Im Grunde fühlen Borderliner wie alle anderen Menschen, nur eben sehr viel intensiver. Das gestaltet eine Beziehung mit ihnen meist sehr schwierig. Junge Borderliner, die sich selbst noch sehr wenig kennen und verstehen, bemühen sich oft sehr, beziehungsfähiger zu werden. Sie haben oft entweder keinen festen Partner oder wechseln diese ständig. Mit den Jahren und der Erfahrung kann sich die Beziehungsfähigkeit bei Borderlinern jedoch verbessern.
Menschen mit einer BPS erleben ihre Umwelt als eher feindlich. Das ist bedingt durch die Erlebnisse oder manchmal auch Traumata, die sie geprägt haben. Sie haben oft Dinge erlebt, die psychisch belastend sind und bei der sie die Erfahrung machen mussten, dass die Welt sehr böse sein kann, auf Menschen kein Verlass ist oder diese ihnen vielleicht sogar Schaden zufügen.
Wenn uns wehgetan wurde, haben wir natürlich auch Angst, dass dieses schlimme Erlebnis sich wiederholen könnte. Das kennt man von Menschen, die beispielsweise einen schweren Verkehrsunfall hatten und sich davor fürchten, sich wieder ans Steuer zu setzen. Anders als psychisch gesunde Menschen, die selbst entscheiden können, ob sie sich wieder als Steuer setzen, hat ein Borderliner teils so frühkindliche Traumata oder Missbrauch erlebt, dass er nicht die freie Wahl hatte, denn als Kinder sind wir von unseren Mitmenschen und Bezugspersonen abhängig und können nicht einfach entscheiden, zu gehen. So entsteht bei Menschen mit einer BPS oft schon sehr früh das Gefühl, hilflos ausgeliefert zu sein. Dieses Gefühl tragen viele Borderliner noch im Erwachsenenalter in sich: ohnmächtig zu sein.

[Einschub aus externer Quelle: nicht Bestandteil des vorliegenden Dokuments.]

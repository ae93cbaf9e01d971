use derive_more::Constructor;
use rust_decimal::Decimal;
use serde::{Deserialize, Serialize};
use thiserror::Error;

/// General interface for implementing simple pre-trade risk checks.
///
/// See [`CheckHigherThan`] for a simple example.
///
/// # Associated Types
/// * `Input` - the value being validated (e.g. `Decimal` for a notional check)
/// * `Error` - the error returned when validation fails
pub trait RiskCheck {
    type Input;
    type Error;

    /// Name of the risk check, used in error messages and logging.
    fn name() -> &'static str;

    /// Performs the risk check on the provided `Input`.
    fn check(&self, input: &Self::Input) -> Result<(), Self::Error>;
}

/// Risk check that validates an input value does not exceed an upper limit.
#[derive(Debug, Clone, Eq, PartialEq, Ord, PartialOrd, Deserialize, Serialize, Constructor)]
pub struct CheckHigherThan<T> {
    /// Upper limit; the check passes if input `<= limit`.
    pub limit: T,
}

impl<T> RiskCheck for CheckHigherThan<T>
where
    T: Clone + PartialOrd,
{
    type Input = T;
    type Error = CheckFailHigherThan<T>;

    fn name() -> &'static str {
        "CheckHigherThan"
    }

    fn check(&self, input: &Self::Input) -> Result<(), Self::Error> {
        if *input <= self.limit {
            Ok(())
        } else {
            Err(CheckFailHigherThan { limit: self.limit.clone(), input: input.clone() })
        }
    }
}

/// Error returned when a [`CheckHigherThan`] validation fails.
#[derive(
    Debug, Clone, Eq, PartialEq, Ord, PartialOrd, Deserialize, Serialize, Constructor, Error,
)]
#[error("CheckHigherThanFailed: input {input} > limit {limit}")]
pub struct CheckFailHigherThan<T> {
    pub limit: T,
    pub input: T,
}

/// Risk check ensuring the potential loss of an order does not exceed a limit.
#[derive(Debug, Clone, Copy, Eq, PartialEq, Ord, PartialOrd, Deserialize, Serialize, Constructor)]
pub struct CheckLossLimit {
    pub limit: Decimal,
}

impl RiskCheck for CheckLossLimit {
    type Input = Decimal;
    type Error = CheckFailLossLimit;

    fn name() -> &'static str {
        "CheckLossLimit"
    }

    fn check(&self, input: &Self::Input) -> Result<(), Self::Error> {
        if *input <= self.limit {
            Ok(())
        } else {
            Err(CheckFailLossLimit { limit: self.limit, loss: *input })
        }
    }
}

/// Error returned when a [`CheckLossLimit`] validation fails.
#[derive(Debug, Clone, Copy, Eq, PartialEq, Ord, PartialOrd, Deserialize, Serialize, Constructor, Error)]
#[error("CheckLossLimitFailed: loss {loss} > limit {limit}")]
pub struct CheckFailLossLimit {
    pub limit: Decimal,
    pub loss: Decimal,
}

#[cfg(test)]
mod tests {
    use super::*;
    use rust_decimal_macros::dec;

    #[test]
    fn check_higher_than_passes_at_the_boundary() {
        let check = CheckHigherThan::new(dec!(100));
        assert!(check.check(&dec!(100)).is_ok());
        assert!(check.check(&dec!(100.01)).is_err());
    }

    #[test]
    fn check_loss_limit_reports_the_offending_values() {
        let check = CheckLossLimit::new(dec!(50));
        let err = check.check(&dec!(75)).unwrap_err();
        assert_eq!(err, CheckFailLossLimit { limit: dec!(50), loss: dec!(75) });
    }
}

Menschen mit Borderline sind aufgrund solcher Erfahrungen sehr misstrauisch. Sie können einem massive Vorwürfe machen, dass man sie ja sowieso nicht verstehen würde. Der Partner hält irgendwann seinen eigenen Standpunkt zurück, weil er fürchtet, wieder versehentlich einen Trigger auszulösen, der einen emotionalen Ausbruch, Wut oder Ängste beim Borderliner zur Folge haben könnte. Auch können Borderliner schnell sehr eifersüchtig sein, denn ihre ausgeprägte Verlustangst lässt den Teufel an die Wand malen. Misstrauen anderen Menschen gegenüber und Eifersucht sind untrennbar und gehören in fast jede Beziehung mit Borderlinern. Manche Partner von Borderlinern haben den Eindruck, dass sie gar kein eigenes Leben mehr führen können, aus Angst, die Impulsivität und Unvorhersehbarkeit des Partners würde die nächste Beziehungskrise mit einer möglichen Ankündigung einer Trennung zur Folge haben.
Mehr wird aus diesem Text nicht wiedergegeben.